关于使用Spring Boot、Spring Integration、RabbitMQ和Spring 4中新的Websocket支持开发应用程序的有趣阅读。
Last week I covered a very interesting article about Tracking Exceptions With Spring over on Captain Debug’s blog – this week, I am personally following the second installment of that article and covering it here. The next one is already announced, so this is now officially a series – and a good one at that.
Very good read about using the new Java 8 Streams API with the JDBC API – a must read. It’s also a little bit sad to think that a more transparent and community driven design process for Java 8 would have saved us a lot of hassle.

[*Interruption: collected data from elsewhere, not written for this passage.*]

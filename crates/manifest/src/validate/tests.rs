use serde_json::json;

use super::switch::{InstallerSwitch, SwitchRequirement};
use super::*;
use crate::record::{InstallerSwitches, InstallerType};

#[test]
fn blank_rejected_when_required() {
    let boundaries = Boundaries::default();
    for category in FieldCategory::ALL {
        for blank in ["", "   ", "\t\n"] {
            assert_eq!(
                boundaries.validate(blank, category, false),
                Err(ValidationError::BlankInput {
                    label: category.label()
                }),
                "{category:?} should reject {blank:?}"
            );
        }
    }
}

#[test]
fn blank_allowed_never_blank_error() {
    let boundaries = Boundaries::default();
    for category in FieldCategory::ALL {
        let max = boundaries.get(category).max;
        for candidate in ["", " ", "x", "  padded  ", &"y".repeat(max + 1)] {
            let outcome = boundaries.validate(candidate, category, true);
            assert!(
                !matches!(outcome, Err(ValidationError::BlankInput { .. })),
                "{category:?} produced a blank error for {candidate:?}"
            );
        }
    }
}

#[test]
fn too_long_carries_exact_boundary() {
    let boundaries = Boundaries::default();
    for category in FieldCategory::ALL {
        let Boundary { min, max } = category.default_boundary();
        let candidate = "a".repeat(max + 1);
        for allow_blank in [true, false] {
            assert_eq!(
                boundaries.validate(&candidate, category, allow_blank),
                Err(ValidationError::InvalidLength { min, max })
            );
        }
        assert!(boundaries.validate(&"a".repeat(max), category, false).is_ok());
    }
}

#[test]
fn length_counts_characters() {
    let boundaries = Boundaries::default();
    let candidate = "ü".repeat(40);
    assert_eq!(
        boundaries.validate(&candidate, FieldCategory::Tag, false),
        Ok(candidate)
    );
}

#[test]
fn accepted_value_is_trimmed() {
    let boundaries = Boundaries::default();
    assert_eq!(
        boundaries.validate("  Foo Corp \n", FieldCategory::Publisher, false),
        Ok("Foo Corp".to_owned())
    );
}

#[test]
fn schema_boundaries() {
    let schema = json!({
        "definitions": {
            "Tag": { "type": "string", "minLength": 2, "maxLength": 10 },
            "InstallerSwitches": {
                "properties": {
                    "Silent": { "maxLength": 64 }
                }
            }
        },
        "properties": {
            "Publisher": { "minLength": 4, "maxLength": 8 },
            "Moniker": { "$ref": "#/definitions/Tag" }
        }
    });
    let boundaries = Boundaries::from_schema(&schema);

    assert_eq!(boundaries.get(FieldCategory::Publisher), Boundary { min: 4, max: 8 });
    assert_eq!(boundaries.get(FieldCategory::Moniker), Boundary { min: 2, max: 10 });
    assert_eq!(boundaries.get(FieldCategory::SilentSwitch), Boundary { min: 1, max: 64 });
    assert_eq!(
        boundaries.get(FieldCategory::License),
        FieldCategory::License.default_boundary()
    );
    assert_eq!(
        boundaries.validate("Too long name", FieldCategory::Publisher, false),
        Err(ValidationError::InvalidLength { min: 4, max: 8 })
    );
}

#[test]
fn merged_schemas() {
    let locale = Boundaries::from_schema(&json!({
        "properties": { "Publisher": { "maxLength": 8 } }
    }));
    let installer = Boundaries::from_schema(&json!({
        "definitions": { "InstallerSwitches": { "properties": { "Custom": { "maxLength": 5 } } } }
    }));
    let merged = locale.merge(installer);
    assert_eq!(merged.get(FieldCategory::Publisher).max, 8);
    assert_eq!(merged.get(FieldCategory::CustomSwitch).max, 5);
}

#[test]
fn category_parsing() {
    assert_eq!("publisher".parse(), Ok(FieldCategory::Publisher));
    assert_eq!("short-description".parse(), Ok(FieldCategory::ShortDescription));
    assert_eq!("SilentWithProgressSwitch".parse(), Ok(FieldCategory::SilentWithProgressSwitch));
    assert!("nope".parse::<FieldCategory>().is_err());
}

#[test]
fn switch_requirements() {
    use InstallerSwitch::*;
    let exe = Some(InstallerType::Exe);
    let msi = Some(InstallerType::Msi);

    assert_eq!(Silent.requirement(exe), SwitchRequirement::Required);
    assert_eq!(SilentWithProgress.requirement(exe), SwitchRequirement::Required);
    assert_eq!(Custom.requirement(exe), SwitchRequirement::Optional);
    assert_eq!(Silent.requirement(msi), SwitchRequirement::Skip);
    assert_eq!(Custom.requirement(msi), SwitchRequirement::Optional);
    assert_eq!(Silent.requirement(None), SwitchRequirement::Skip);
}

#[test]
fn accept_switch() {
    let boundaries = Boundaries::default();
    assert_eq!(
        boundaries.accept_switch("", InstallerSwitch::Silent, SwitchRequirement::Required),
        Err(ValidationError::BlankInput {
            label: "Silent switch"
        })
    );
    assert_eq!(
        boundaries.accept_switch("  ", InstallerSwitch::Custom, SwitchRequirement::Optional),
        Ok(None)
    );
    assert_eq!(
        boundaries.accept_switch(" /S ", InstallerSwitch::Silent, SwitchRequirement::Required),
        Ok(Some("/S".to_owned()))
    );

    let mut switches = InstallerSwitches::default();
    switches.set(InstallerSwitch::Custom, Some("/norestart".into()));
    assert_eq!(switches.get(InstallerSwitch::Custom), Some("/norestart"));
    assert!(!switches.is_empty());
}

关于使用新的Java 8 Streams API与JDBC API的非常好的阅读–必读。想到如果Java 8的设计过程更加透明和由社区驱动，就可以为我们省去很多麻烦，也是有点难过。
An updated take on the age-old problem of testing concurrent logic. Good read (if you can get past the readability issues on the blog).
And that’s it for this review – pick up whichever strikes your fancy and read it back to back – actually engage and pay attention – to get the most out of it.